The most horrifying news story I’ve read this spring wasn’t about terrorism or war but about a hormone called leptin, known for its role in regulating appetite and metabolism. Since its discovery in 1994, leptin has become the holy grail of anti-obesity crusaders, a miraculous substance that could suppress appetite at the source: in the brain. In this society, anything’s better than being fat.
Leptin’s superhero status was enhanced last year when a study in the American Journal of Physiology showed that infant rats who were fed lots of leptin never got fat or developed diabetes, no matter how much fat they ate. The idea, explained one of the study’s researchers, was to change the way the body uses and stores energy. In utero and/or early exposure to leptin apparently makes the body metabolically inefficient—not just for a little while but for good.
This finding made leptin the A-bomb of the War on Fat, at least according to a group of researchers at the University of Buckingham. They’re developing a line of baby foods and formula laced with leptin. The goal: to make children thin for life.
Before you start cheering, remember fen-phen, the miracle drug that was supposed to make people thin? It damaged their hearts, and has inspired thousands of lawsuits, many still ongoing 10 years later.
Remember thalidomide?
Even if leptin-laced formula does what it’s supposed to, even if there are no immediate negative side effects, it’s still a worrisome proposition. The nifty little feedback loop we call metabolism serves us well. Human beings are designed to get hungry and eat. It’s a matter of survival.

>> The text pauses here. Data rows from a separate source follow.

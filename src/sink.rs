///
/// A path sink receives the drawing primitives generated from path data
///
pub trait PathSink {
    fn move_to(&mut self, x: f64, y: f64);
    fn line_to(&mut self, x: f64, y: f64);
    fn cubic_to(&mut self, c1x: f64, c1y: f64, c2x: f64, c2y: f64, x: f64, y: f64);
    fn quad_to(&mut self, cx: f64, cy: f64, x: f64, y: f64);
    fn close_path(&mut self);

    ///
    /// Sends a recorded path operation to this sink
    ///
    fn draw(&mut self, op: PathOp) {
        use self::PathOp::*;

        match op {
            Move(x, y)                                  => self.move_to(x, y),
            Line(x, y)                                  => self.line_to(x, y),
            BezierCurve(((c1x, c1y), (c2x, c2y)), (x, y)) => self.cubic_to(c1x, c1y, c2x, c2y, x, y),
            QuadraticCurve((cx, cy), (x, y))            => self.quad_to(cx, cy, x, y),
            ClosePath                                   => self.close_path()
        }
    }
}

///
/// A drawing primitive, as recorded by a `Vec<PathOp>` sink
///
#[derive(Clone, Copy, PartialEq, Debug, Serialize, Deserialize)]
pub enum PathOp {
    /// Move to a new point, starting a subpath
    Move(f64, f64),

    /// Line to point
    Line(f64, f64),

    /// Cubic bezier curve to point: ((control point 1, control point 2), end point)
    BezierCurve(((f64, f64), (f64, f64)), (f64, f64)),

    /// Quadratic bezier curve to point: (control point, end point)
    QuadraticCurve((f64, f64), (f64, f64)),

    /// Closes the current subpath
    ClosePath
}

impl PathOp {
    ///
    /// The point this operation finishes at, if it has one
    ///
    pub fn end_point(&self) -> Option<(f64, f64)> {
        match self {
            PathOp::Move(x, y) | PathOp::Line(x, y) => Some((*x, *y)),
            PathOp::BezierCurve(_, end)             => Some(*end),
            PathOp::QuadraticCurve(_, end)          => Some(*end),
            PathOp::ClosePath                       => None
        }
    }

    ///
    /// True if every coordinate in this operation is finite
    ///
    pub fn is_finite(&self) -> bool {
        let finite = |(x, y): (f64, f64)| x.is_finite() && y.is_finite();

        match self {
            PathOp::Move(x, y) | PathOp::Line(x, y) => finite((*x, *y)),
            PathOp::BezierCurve((cp1, cp2), end)    => finite(*cp1) && finite(*cp2) && finite(*end),
            PathOp::QuadraticCurve(cp, end)         => finite(*cp) && finite(*end),
            PathOp::ClosePath                       => true
        }
    }
}

///
/// A Vec<PathOp> can be used as a sink for path primitives (just pushing the appropriate operations)
///
impl PathSink for Vec<PathOp> {
    #[inline] fn move_to(&mut self, x: f64, y: f64)                                             { self.push(PathOp::Move(x, y)); }
    #[inline] fn line_to(&mut self, x: f64, y: f64)                                             { self.push(PathOp::Line(x, y)); }
    #[inline] fn cubic_to(&mut self, c1x: f64, c1y: f64, c2x: f64, c2y: f64, x: f64, y: f64)    { self.push(PathOp::BezierCurve(((c1x, c1y), (c2x, c2y)), (x, y))); }
    #[inline] fn quad_to(&mut self, cx: f64, cy: f64, x: f64, y: f64)                           { self.push(PathOp::QuadraticCurve((cx, cy), (x, y))); }
    #[inline] fn close_path(&mut self)                                                          { self.push(PathOp::ClosePath); }

    #[inline]
    fn draw(&mut self, op: PathOp) {
        self.push(op);
    }
}

impl<'a, Sink: PathSink+?Sized> PathSink for &'a mut Sink {
    #[inline] fn move_to(&mut self, x: f64, y: f64)                                             { (**self).move_to(x, y) }
    #[inline] fn line_to(&mut self, x: f64, y: f64)                                             { (**self).line_to(x, y) }
    #[inline] fn cubic_to(&mut self, c1x: f64, c1y: f64, c2x: f64, c2y: f64, x: f64, y: f64)    { (**self).cubic_to(c1x, c1y, c2x, c2y, x, y) }
    #[inline] fn quad_to(&mut self, cx: f64, cy: f64, x: f64, y: f64)                           { (**self).quad_to(cx, cy, x, y) }
    #[inline] fn close_path(&mut self)                                                          { (**self).close_path() }
}

///
/// Sink that works out the bounding box of the points it is sent
///
/// Control points are included, so the result contains the path but may be larger than it.
///
#[derive(Clone, Copy, PartialEq, Debug, Default)]
pub struct PathBounds {
    bounds: Option<((f64, f64), (f64, f64))>
}

impl PathBounds {
    ///
    /// Creates an empty bounding box
    ///
    pub fn new() -> PathBounds {
        PathBounds { bounds: None }
    }

    ///
    /// The (min, max) corners of the points seen so far, or None if no points have been seen
    ///
    pub fn bounds(&self) -> Option<((f64, f64), (f64, f64))> {
        self.bounds
    }

    fn add_point(&mut self, x: f64, y: f64) {
        self.bounds = Some(match self.bounds {
            None                                    => ((x, y), (x, y)),
            Some(((minx, miny), (maxx, maxy)))      => ((minx.min(x), miny.min(y)), (maxx.max(x), maxy.max(y)))
        });
    }
}

impl PathSink for PathBounds {
    fn move_to(&mut self, x: f64, y: f64) {
        self.add_point(x, y);
    }

    fn line_to(&mut self, x: f64, y: f64) {
        self.add_point(x, y);
    }

    fn cubic_to(&mut self, c1x: f64, c1y: f64, c2x: f64, c2y: f64, x: f64, y: f64) {
        self.add_point(c1x, c1y);
        self.add_point(c2x, c2y);
        self.add_point(x, y);
    }

    fn quad_to(&mut self, cx: f64, cy: f64, x: f64, y: f64) {
        self.add_point(cx, cy);
        self.add_point(x, y);
    }

    fn close_path(&mut self) { }
}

Witness what happens when the link between appetite and behavior weakens or breaks. My husband and I watched our 14-year-old daughter nearly starve to death after developing anorexia. For two long years, she never felt hungry. She was hungry, of course; many of the behaviors associated with the illness—obsession with cooking, cutting food into tiny bites, pouring mustard on everything—proclaimed this appetite, despite the fact that she herself didn’t feel hunger pangs. But the connection between her brain and her body had been disrupted by the illness.
For my daughter, recovery from anorexia meant gaining quite a bit of weight. What if she’d been a leptin baby, her metabolism engineered to make weight gain difficult or impossible? No matter how many calories a day we fed her, she might not have survived. Some researchers believe that breakdowns in leptin regulation and processing might be part of what causes anorexia in the first place. Certainly an important step in my daughter’s recovery has been learning to recognize feelings of hunger and fullness again—feelings she would never have access to, if the Birmingham researchers have their way.
As a recent UCLA study showed, 98 percent of diets fail, causing a rebound effect that winds up making people fatter. Ditto the no-fat craze of the 1980s, which may well have something to do with the current rise in obesity.
No matter how well-intentioned, our attempts to micro-manage our metabolisms usually cause more harm than good. Better to teach kids to eat when they’re hungry and stop when they’re full, and to accept the fact that humans come in different shapes and sizes, than to mess up the next generation’s neurochemistry in the name of thinness.
6 comments:
You are so right. Society will regret this hysteria, eventually, but how many will suffer meanwhile? It is so sad.
It's such treacherous territory they are treading on. Research is so important yet how it's used, whom gets to be the guinea pig, and why, are all questions we need to ask of them.
As I said before, I was almost the victim of being on an infant diet plan and if I didn't learn to use my big baby voice to oppose it I might have been an entirely different person.
We need to advocate for ALL sized humans soon and make a stand. Focus needs to be on what we want, rather than on what we don't want. I know that baby me wanted food with fat in it! NOT A DIET! I still feel this way.
I'm with you.
Only thing is, it's very difficult to teach kids to stop eating when full, if they are surrounded by food and food cues all day long -- school cafeterias that stock more snacks than healthy foods; classroom birthday cupcakes; the ice cream truck parked in the lot when school lets out; celebratory snacks after the soccer/baseball/lacrosse game; parties, restaurant meals, bagel runs; food advertising on TV, radio, billboards, pop-ups, banners, sport events....we can't get away from food if we try, and while I don't advocate drastically limiting food choices and exposure, how can we teach kids to tune in to that inner fullness voice, when it is constantly and deafeningly out-decibeled? Wish I knew.
Wish I knew, too. I think we could start by outlawing food ads during kids' programming. Come to think of it, we could outlaw all ads. And then we could get single-payer health care. Or we could just all move to Scandinavia. :-)
I'm glad that someone remembers the thalidomide issue. Sometimes, we're just not supposed to mess with nature.
Yeah--it's just a question of how to tell the difference between when it's OK and when it's not.
I've come to believe anything that tries to legislate body size or shape is just plain pointless and wrong. But I sure do appreciate the fact that my younger daughter is on antidepressants, and is a very different kid on them than she would be without them.